My own interest in Patrick Pulsinger, however, has different origins.
From 1994 I had a radio show on community station 3PBS FM in Melbourne. It was called ‘Cyberdada’, and it was my other baby aside from my record label IF?, and in 1995 the most-played record on the show – amidst awesome 12-inches and tapes from Relief, Axis, Tresor, Trope, Sativae, Mosquito, Ninja Tune, Force Inc. (and IF?) – was actually a double-CD from Austrian label, Cheap Records.
The title? 90 Minutes in the Eyes of iO. It was produced by label bosses Patrick Pulsinger and Erdem Tunakan, with mates.
The release quite literally decked me, and Pulsinger has continued on as a mainstay influence in my own musical reference palette ever since, via the Austrian producer’s own output (on labels like Disko B, Compost, Studio !K7, R&S, and International DJ Gigolo), as well as some of his brilliant remixes of people like DJ Hell, Chicks On Speed, Tosca, Tanzmusik and Ken Ishii. He certainly seems to have an eerie knack for a shnazzy remix.
“I try to keep the good stuff from the original, twist it around a bit, and attempt to create something exciting and new,” Pulsinger says now, some 14 years on from the first time I heard that iO record. “There’re so many possibilities and paths you could go after; I think it’s important to grab the essential vibe of the track and shift it in a surprising but respectful way.”
Unlike many artists from his generation who have lost interest, dropped by the wayside, fallen out of relevance, or just plain lost the plot, this Austrian is still right on top of the game, and seems surprisingly far from disenchanted with the music biz.
“My approach always revolved around meeting my personal taste, and I wanted to try out as many different styles as possible – but of course, that doesn’t really help you when you want to have a professional career in music,” he muses.
“I never considered myself a songwriter; the technical side of things was always more interesting. Making the music is one side of the business, but the other side always seemed a bit boring to me.”
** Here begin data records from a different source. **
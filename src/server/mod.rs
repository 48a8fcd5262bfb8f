//! Line-delimited JSON-RPC 2.0 server over stdin/stdout.
//!
//! Exposes methods: assess, score_control, families.

use crate::evidence::evidence_from_value;
use crate::ScoringEngine;
use serde::{Deserialize, Serialize};
use std::io::{BufRead, BufReader, Write};

pub const PARSE_ERROR: i32 = -32700;
pub const METHOD_NOT_FOUND: i32 = -32601;
pub const INVALID_PARAMS: i32 = -32602;
pub const INTERNAL_ERROR: i32 = -32603;

/// JSON-RPC request
#[derive(Debug, Deserialize, Serialize)]
pub struct JsonRpcRequest {
    #[allow(dead_code)]
    pub jsonrpc: Option<String>,
    pub id: Option<serde_json::Value>,
    pub method: String,
    pub params: Option<serde_json::Value>,
}

/// JSON-RPC response
#[derive(Debug, Serialize)]
pub struct JsonRpcResponse {
    pub jsonrpc: &'static str,
    pub id: Option<serde_json::Value>,
    #[serde(skip_serializing_if = "Option::is_none")]
    pub result: Option<serde_json::Value>,
    #[serde(skip_serializing_if = "Option::is_none")]
    pub error: Option<JsonRpcError>,
}

#[derive(Debug, Serialize)]
pub struct JsonRpcError {
    pub code: i32,
    pub message: String,
}

impl JsonRpcResponse {
    fn success(id: Option<serde_json::Value>, result: serde_json::Value) -> Self {
        Self {
            jsonrpc: "2.0",
            id,
            result: Some(result),
            error: None,
        }
    }

    fn failure(id: Option<serde_json::Value>, code: i32, message: impl Into<String>) -> Self {
        Self {
            jsonrpc: "2.0",
            id,
            result: None,
            error: Some(JsonRpcError {
                code,
                message: message.into(),
            }),
        }
    }
}

/// Method definition for methods/list
#[derive(Debug, Serialize)]
struct MethodDef {
    name: &'static str,
    description: &'static str,
}

const METHODS: &[MethodDef] = &[
    MethodDef {
        name: "assess",
        description: "Score evidence by control family and return the assessment report",
    },
    MethodDef {
        name: "score_control",
        description: "Score one control from base_score and enhancement tier",
    },
    MethodDef {
        name: "families",
        description: "List the control family registry, multipliers and maturity bands",
    },
];

#[derive(Debug, Deserialize)]
struct ScoreControlParams {
    base_score: f64,
    enhancement: String,
}

/// Handle a single JSON-RPC request and return a response.
pub fn handle_request(engine: &ScoringEngine, req: &JsonRpcRequest) -> JsonRpcResponse {
    let id = req.id.clone();
    match req.method.as_str() {
        "initialize" => JsonRpcResponse::success(
            id,
            serde_json::json!({
                "serverInfo": { "name": "auditpilot", "version": env!("CARGO_PKG_VERSION") }
            }),
        ),
        "methods/list" => JsonRpcResponse::success(id, serde_json::json!({ "methods": METHODS })),
        "assess" => {
            let params = req.params.clone().unwrap_or(serde_json::Value::Null);
            match evidence_from_value(params) {
                Ok(evidence) => to_response(id, &engine.assess(&evidence)),
                Err(e) => error_response(id, &e),
            }
        }
        "score_control" => {
            let params = req.params.clone().unwrap_or(serde_json::Value::Null);
            match serde_json::from_value::<ScoreControlParams>(params) {
                Ok(p) => to_response(id, &engine.score_control(p.base_score, &p.enhancement)),
                Err(e) => {
                    JsonRpcResponse::failure(id, INVALID_PARAMS, format!("Invalid input: {}", e))
                }
            }
        }
        "families" => to_response(id, engine.tables()),
        other => {
            JsonRpcResponse::failure(id, METHOD_NOT_FOUND, format!("Unknown method: {}", other))
        }
    }
}

fn error_response(
    id: Option<serde_json::Value>,
    error: &crate::Error,
) -> JsonRpcResponse {
    let code = if error.is_bad_input() {
        INVALID_PARAMS
    } else {
        INTERNAL_ERROR
    };
    JsonRpcResponse::failure(id, code, error.to_string())
}

fn to_response<T: Serialize + ?Sized>(
    id: Option<serde_json::Value>,
    value: &T,
) -> JsonRpcResponse {
    match serde_json::to_value(value) {
        Ok(v) => JsonRpcResponse::success(id, v),
        Err(e) => JsonRpcResponse::failure(id, INTERNAL_ERROR, e.to_string()),
    }
}

/// Handle one raw input line. Blank lines produce no response.
pub fn handle_line(engine: &ScoringEngine, line: &str) -> Option<JsonRpcResponse> {
    let line = line.trim();
    if line.is_empty() {
        return None;
    }
    match serde_json::from_str::<JsonRpcRequest>(line) {
        Ok(req) => {
            tracing::debug!(method = req.method.as_str(), "handling request");
            Some(handle_request(engine, &req))
        }
        Err(e) => Some(JsonRpcResponse::failure(
            None,
            PARSE_ERROR,
            format!("Parse error: {}", e),
        )),
    }
}

/// Run the server loop (stdin / stdout) until stdin closes.
pub fn run_server(engine: &ScoringEngine) -> anyhow::Result<()> {
    let stdin = std::io::stdin();
    let mut stdout = std::io::stdout();
    let reader = BufReader::new(stdin.lock());

    tracing::info!("serving JSON-RPC on stdio");
    for line in reader.lines() {
        let line = line?;
        if let Some(response) = handle_line(engine, &line) {
            writeln!(stdout, "{}", serde_json::to_string(&response)?)?;
            stdout.flush()?;
        }
    }
    Ok(())
}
That other side, it turns out, was the business of running a record label. Since its inception in 1993, Cheap released some sensational records from people like Pulsinger and Tunakan, Robert Hood, Khan Oral, Christopher Just, and Dez Williams – but by 2007 Pulsinger had had enough of the accounting and A&R bit.
“Doing a label is pretty much the same as selling vegetables or furniture: Once the product is out there, you spend so much time telling other people why it is a good product and why people should like or buy it. While this can be interesting and challenging, it’s not what I wanted to pursue in life. That was also the main reason why I left the label [Cheap] after 12 years – it was time to move on. Today I can concentrate on studio work, producing for other people, bands, and my own stuff or mastering… As long as it’s music and sound.
“Our general guideline with Cheap was that we wanted something that didn’t sound like all the other releases, we were always looking for artists who’d have their own ideas about sound and music, and would fit in with the sound of the label in general.
“My former partner, Erdem Tunakan, is still doing stuff with the label – not as extensively as during our time together in the ‘90s, but he’s putting out good stuff. The latest release from Tin Man is a real good one! Besides that, he founded a sub-label called Cheap Record Rocks for, well, rock music. I’ve just produced an album for him by this band, Freud; good band, good songs, and it was fun to record and work with them. I produced some rock bands before that, and found it very refreshing. It draws the attention to fields other than working with electronic music.”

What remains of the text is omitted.